1. A scene analysis method, characterized in that: include: Converting the deep learning model of each target object in the target scenario into a first decision tree model, and determining a first feature of the first decision tree model, wherein the target scenario is a scenario for predicting default risk for multiple target objects, and the first feature is a feature of a target object whose impact on default risk is greater than a preset degree; Constructing a second decision tree model according to the first feature of the first decision tree model; The second decision tree model is expressed in the form of Boolean logic, and according to the Boolean logic, the value of the target feature of each target object is calculated, wherein the target feature is the feature after the first feature is changed, and is the feature that changes the default risk prediction result; Analyzing the target scene according to the value of the target feature of each target object; Wherein, converting the deep learning model of each target object in the target scene into a first decision tree model includes: obtaining a third eigenvalue of each target object, wherein the third eigenvalue is a numerical value corresponding to the feature of each target object; performing perturbation processing on the third eigenvalue according to a preset number of times to obtain a fourth eigenvalue; inputting the fourth eigenvalue into the deep learning model to obtain a first default risk prediction result; performing learning training on the first default risk prediction result to obtain the first decision tree model; Constructing a second decision tree model based on the first feature of the first decision tree model includes: perturbing the eigenvalue of the first feature of the first decision tree model to obtain a fifth eigenvalue; converting the first default risk prediction result according to a preset rule to obtain a second default risk prediction result; and constructing the second decision tree model based on the fifth eigenvalue and the second default risk prediction result.

2. The method according to claim 1, characterized in that According to the value of the target feature of each target object, analyzing the target scene includes: Performing default risk analysis on each target object according to the value of the target characteristic of each target object, and obtaining a plurality of first analysis results; According to each first analysis result, the plurality of target objects are clustered by using a clustering method to obtain a plurality of clusters, wherein the cluster is a collection of target objects having the same characteristic changes; According to each cluster, the target scene is analyzed.

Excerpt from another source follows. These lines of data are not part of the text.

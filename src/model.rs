//! Core data model: object and lease identifiers, access flags, summaries.

use chrono::{DateTime, Utc};
use serde::{Deserialize, Serialize};
use std::collections::HashMap;
use std::fmt;
use uuid::Uuid;

use crate::error::{CacheError, CacheResult, ErrorKind};

/// Maximum length of an ObjectId in bytes.
pub const MAX_OBJECT_ID_LEN: usize = 256;

/// Opaque object identifier, unique per peer.
///
/// Typically a UUID or a content digest chosen by the creator. Uniqueness
/// across peers is not guaranteed.
#[derive(Debug, Clone, PartialEq, Eq, Hash, PartialOrd, Ord, Serialize, Deserialize)]
#[serde(transparent)]
pub struct ObjectId(String);

impl ObjectId {
    /// Validates and wraps an object id.
    pub fn new(id: impl Into<String>) -> CacheResult<Self> {
        let id = id.into();
        if id.is_empty() {
            return Err(CacheError::with_message(
                ErrorKind::Validation,
                "object id must not be empty",
            ));
        }
        if id.len() > MAX_OBJECT_ID_LEN {
            return Err(CacheError::with_message(
                ErrorKind::Validation,
                format!("object id exceeds {} bytes", MAX_OBJECT_ID_LEN),
            ));
        }
        Ok(Self(id))
    }

    /// Mints a random object id.
    pub fn random() -> Self {
        Self(Uuid::new_v4().to_string())
    }

    pub fn as_str(&self) -> &str {
        &self.0
    }
}

impl fmt::Display for ObjectId {
    fn fmt(&self, f: &mut fmt::Formatter<'_>) -> fmt::Result {
        f.write_str(&self.0)
    }
}

/// Opaque 128-bit lease identifier, minted by the lease store.
#[derive(Debug, Clone, Copy, PartialEq, Eq, Hash, Serialize, Deserialize)]
#[serde(transparent)]
pub struct LeaseId(Uuid);

impl LeaseId {
    pub fn mint() -> Self {
        Self(Uuid::new_v4())
    }

    pub fn parse(s: &str) -> CacheResult<Self> {
        Uuid::parse_str(s)
            .map(Self)
            .map_err(|_| CacheError::with_message(ErrorKind::Validation, "malformed lease id"))
    }
}

impl fmt::Display for LeaseId {
    fn fmt(&self, f: &mut fmt::Formatter<'_>) -> fmt::Result {
        self.0.fmt(f)
    }
}

/// Access rights carried by a lease.
///
/// CREATE implies WRITE; READ is incompatible with CREATE on the same lease.
#[derive(Debug, Clone, Copy, PartialEq, Eq, Default)]
pub struct AccessFlags {
    pub create: bool,
    pub read: bool,
    pub write: bool,
}

impl AccessFlags {
    pub const CREATE: AccessFlags = AccessFlags {
        create: true,
        read: false,
        write: true,
    };
    pub const READ: AccessFlags = AccessFlags {
        create: false,
        read: true,
        write: false,
    };

    /// Validates the combination and applies the CREATE ⇒ WRITE rule.
    pub fn normalized(mut self) -> CacheResult<Self> {
        if self.create {
            self.write = true;
        }
        if self.create && self.read {
            return Err(CacheError::with_message(
                ErrorKind::Validation,
                "READ is incompatible with CREATE on the same lease",
            ));
        }
        if !self.create && !self.read && !self.write {
            return Err(CacheError::with_message(
                ErrorKind::Validation,
                "at least one access flag is required",
            ));
        }
        Ok(self)
    }

    /// Flag names as they appear on the wire.
    pub fn names(&self) -> Vec<&'static str> {
        let mut out = Vec::new();
        if self.create {
            out.push("CREATE");
        }
        if self.read {
            out.push("READ");
        }
        if self.write {
            out.push("WRITE");
        }
        out
    }

    /// Parses a wire flag list.
    pub fn from_names<S: AsRef<str>>(names: &[S]) -> CacheResult<Self> {
        let mut flags = AccessFlags::default();
        for name in names {
            match name.as_ref() {
                "CREATE" => flags.create = true,
                "READ" => flags.read = true,
                "WRITE" => flags.write = true,
                other => {
                    return Err(CacheError::with_message(
                        ErrorKind::Validation,
                        format!("unknown access flag {:?}", other),
                    ))
                }
            }
        }
        flags.normalized()
    }
}

/// The two object states.
#[derive(Debug, Clone, Copy, PartialEq, Eq, Serialize, Deserialize)]
pub enum ObjectState {
    Creating,
    Sealed,
}

impl ObjectState {
    pub fn as_str(&self) -> &'static str {
        match self {
            ObjectState::Creating => "CREATING",
            ObjectState::Sealed => "SEALED",
        }
    }

    pub fn from_str(s: &str) -> Option<Self> {
        match s {
            "CREATING" => Some(ObjectState::Creating),
            "SEALED" => Some(ObjectState::Sealed),
            _ => None,
        }
    }
}

/// Blob backend kinds.
#[derive(Debug, Clone, Copy, PartialEq, Eq, Serialize, Deserialize)]
pub enum BlobKind {
    Mem,
    File,
    SharedFs,
}

impl BlobKind {
    pub fn as_str(&self) -> &'static str {
        match self {
            BlobKind::Mem => "Mem",
            BlobKind::File => "File",
            BlobKind::SharedFs => "SharedFs",
        }
    }

    pub fn from_str(s: &str) -> Option<Self> {
        match s {
            "Mem" => Some(BlobKind::Mem),
            "File" => Some(BlobKind::File),
            "SharedFs" => Some(BlobKind::SharedFs),
            _ => None,
        }
    }
}

/// Requested shape of a blob at CREATE time.
#[derive(Debug, Clone, Copy, PartialEq, Eq)]
pub struct BlobSpec {
    pub kind: BlobKind,
    pub size: u64,
}

/// User metadata: a bag of string keys to opaque byte values.
pub type UserMeta = HashMap<String, Vec<u8>>;

/// Creation-time attributes supplied with `Acquire(CREATE)`.
#[derive(Debug, Clone, Default)]
pub struct AcquireMeta {
    pub blob_specs: Vec<BlobSpec>,
    pub user_meta: UserMeta,
    pub prev_objid: Option<ObjectId>,
}

/// A peer endpoint as understood by `connect` and the resolver.
pub type PeerEndpoint = String;

/// Immutable view of an object returned from peer operations.
#[derive(Debug, Clone)]
pub struct ObjectSummary {
    pub objid: ObjectId,
    pub state: ObjectState,
    pub created_at: DateTime<Utc>,
    pub sealed_at: Option<DateTime<Utc>>,
    pub user_meta: UserMeta,
    pub prev_objid: Option<ObjectId>,
}

/// Client-visible lease attributes.
#[derive(Debug, Clone)]
pub struct LeaseInfo {
    pub id: LeaseId,
    pub objid: ObjectId,
    pub flags: AccessFlags,
    pub issued_at: DateTime<Utc>,
    /// Wall-clock expiry for observability; `None` means explicit-release-only.
    pub expires_at: Option<DateTime<Utc>>,
}

impl LeaseInfo {
    pub fn explicit_release_only(&self) -> bool {
        self.expires_at.is_none()
    }
}

/// Per-peer counters for observability.
#[derive(Debug, Clone, Default, Serialize, Deserialize)]
pub struct PeerStats {
    pub objects: u64,
    pub sealed_objects: u64,
    pub bytes_in_use: u64,
    pub live_leases: u64,
    pub evictions: u64,
    pub expired_leases: u64,
}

3. The method according to claim 2, characterized in that Based on the value of the target characteristic of each target object, the default risk analysis of each target object includes: Obtaining the value of the target feature and the value of the first feature of each target object; Determining the value of the feature after the feature change of each target object according to the value of the target feature of each target object and the value of the first feature; Conduct a default risk analysis on each target object based on the value of the characteristics after the characteristics of each target object have changed.

4. The method according to claim 2, characterized in that: According to each cluster, analyzing the target scene includes: Determine the value of the feature after the feature change of each cluster; Obtaining a second feature according to the value of the feature after the feature change of each cluster, wherein the second feature is a feature in the target feature; The target scene is analyzed according to the second feature.

5. The method according to claim 1, characterized in that According to the Boolean logic, calculating the value of the target feature of each target object includes: Determine the Boolean logic problem; The Boolean logic problem is solved to obtain the value of the target feature of each target object.

6. The method according to claim 1, characterized in that Before determining the first feature of the first decision tree model, the method further includes: Determining the importance of each feature in the first decision tree model; The first feature of each first decision tree model is determined according to the importance of each feature and the number of first features of each first decision tree model.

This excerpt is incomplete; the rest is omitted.